[Dataset entries]
::::::

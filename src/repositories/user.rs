//! # User Repository
//!
//! Read access to the user directory owned by the authentication collaborator.

use std::sync::Arc;

use sea_orm::{
    ColumnTrait, DatabaseConnection, DbErr, EntityTrait, QueryFilter, QueryOrder, QuerySelect,
};
use uuid::Uuid;

use crate::models::user::{Column, Entity, Model};

#[derive(Clone)]
pub struct UserRepository {
    db: Arc<DatabaseConnection>,
}

impl UserRepository {
    pub fn new(db: Arc<DatabaseConnection>) -> Self {
        Self { db }
    }

    /// Ids of users the periodic sync fans out over
    pub async fn list_active_ids(&self) -> Result<Vec<Uuid>, DbErr> {
        Entity::find()
            .select_only()
            .column(Column::Id)
            .filter(Column::IsActive.eq(true))
            .order_by_asc(Column::Id)
            .into_tuple()
            .all(&*self.db)
            .await
    }

    pub async fn find(&self, user_id: Uuid) -> Result<Option<Model>, DbErr> {
        Entity::find_by_id(user_id).one(&*self.db).await
    }
}
//! # API Handlers
//!
//! HTTP endpoint handlers for the time capture API.

use axum::{extract::State, http::StatusCode, response::Json};
use serde::Serialize;
use utoipa::ToSchema;

use crate::db;
use crate::models::ServiceInfo;
use crate::server::AppState;

pub mod connect;
pub mod connections;
pub mod jobs;
pub mod suggestions;
pub mod sync;

/// Health probe response
#[derive(Debug, Serialize, ToSchema)]
pub struct HealthResponse {
    #[schema(example = "ok")]
    pub status: &'static str,
}

/// Root handler that returns basic service information
#[utoipa::path(
    get,
    path = "/",
    responses(
        (status = 200, description = "Service information", body = ServiceInfo)
    ),
    tag = "root"
)]
pub async fn root() -> Json<ServiceInfo> {
    Json(ServiceInfo::default())
}

/// Liveness probe
#[utoipa::path(
    get,
    path = "/healthz",
    responses((status = 200, description = "Process is up", body = HealthResponse)),
    tag = "health"
)]
pub async fn healthz() -> Json<HealthResponse> {
    Json(HealthResponse { status: "ok" })
}

/// Readiness probe; pings the database
#[utoipa::path(
    get,
    path = "/readyz",
    responses(
        (status = 200, description = "Database reachable", body = HealthResponse),
        (status = 503, description = "Database unreachable", body = HealthResponse)
    ),
    tag = "health"
)]
pub async fn readyz(State(state): State<AppState>) -> (StatusCode, Json<HealthResponse>) {
    match db::health_check(&state.db).await {
        Ok(()) => (StatusCode::OK, Json(HealthResponse { status: "ready" })),
        Err(err) => {
            tracing::warn!(error = ?err, "Readiness check failed");
            (
                StatusCode::SERVICE_UNAVAILABLE,
                Json(HealthResponse {
                    status: "unavailable",
                }),
            )
        }
    }
}
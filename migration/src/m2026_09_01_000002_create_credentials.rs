//! Migration to create the credentials table.
//!
//! One row per `(user_id, provider)` holding AES-GCM ciphertext for the OAuth
//! token pair. Plaintext tokens are never stored.

use sea_orm_migration::prelude::*;

use crate::m2026_09_01_000001_create_users::Users;

#[derive(DeriveMigrationName)]
pub struct Migration;

#[async_trait::async_trait]
impl MigrationTrait for Migration {
    async fn up(&self, manager: &SchemaManager) -> Result<(), DbErr> {
        manager
            .create_table(
                Table::create()
                    .table(Credentials::Table)
                    .if_not_exists()
                    .col(
                        ColumnDef::new(Credentials::Id)
                            .uuid()
                            .not_null()
                            .primary_key(),
                    )
                    .col(ColumnDef::new(Credentials::UserId).uuid().not_null())
                    .col(ColumnDef::new(Credentials::Provider).string().not_null())
                    .col(
                        ColumnDef::new(Credentials::AccessTokenCiphertext)
                            .binary()
                            .not_null(),
                    )
                    .col(
                        ColumnDef::new(Credentials::RefreshTokenCiphertext)
                            .binary()
                            .null(),
                    )
                    .col(
                        ColumnDef::new(Credentials::ExpiresAt)
                            .timestamp_with_time_zone()
                            .null(),
                    )
                    .col(ColumnDef::new(Credentials::Scopes).json_binary().null())
                    .col(
                        ColumnDef::new(Credentials::CreatedAt)
                            .timestamp_with_time_zone()
                            .not_null()
                            .default(Expr::current_timestamp()),
                    )
                    .col(
                        ColumnDef::new(Credentials::UpdatedAt)
                            .timestamp_with_time_zone()
                            .not_null()
                            .default(Expr::current_timestamp()),
                    )
                    .foreign_key(
                        ForeignKey::create()
                            .name("fk_credentials_user_id")
                            .from(Credentials::Table, Credentials::UserId)
                            .to(Users::Table, Users::Id)
                            .on_delete(ForeignKeyAction::Cascade),
                    )
                    .to_owned(),
            )
            .await?;

        manager
            .create_index(
                Index::create()
                    .name("uq_credentials_user_provider")
                    .table(Credentials::Table)
                    .col(Credentials::UserId)
                    .col(Credentials::Provider)
                    .unique()
                    .to_owned(),
            )
            .await?;

        // Token refresh sweeps scan by expiry
        manager
            .create_index(
                Index::create()
                    .name("idx_credentials_expires_at")
                    .table(Credentials::Table)
                    .col(Credentials::ExpiresAt)
                    .to_owned(),
            )
            .await?;

        Ok(())
    }

    async fn down(&self, manager: &SchemaManager) -> Result<(), DbErr> {
        manager
            .drop_index(Index::drop().name("idx_credentials_expires_at").to_owned())
            .await?;
        manager
            .drop_index(
                Index::drop()
                    .name("uq_credentials_user_provider")
                    .to_owned(),
            )
            .await?;
        manager
            .drop_table(Table::drop().table(Credentials::Table).to_owned())
            .await
    }
}

#[derive(DeriveIden)]
enum Credentials {
    Table,
    Id,
    UserId,
    Provider,
    AccessTokenCiphertext,
    RefreshTokenCiphertext,
    ExpiresAt,
    Scopes,
    CreatedAt,
    UpdatedAt,
}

::::::

THE TASK: Wherever the string "UserRepository" appears in the entries, copy that line.

OUTPUT FOR THIS EXERCISE:
pub struct UserRepository {
impl UserRepository {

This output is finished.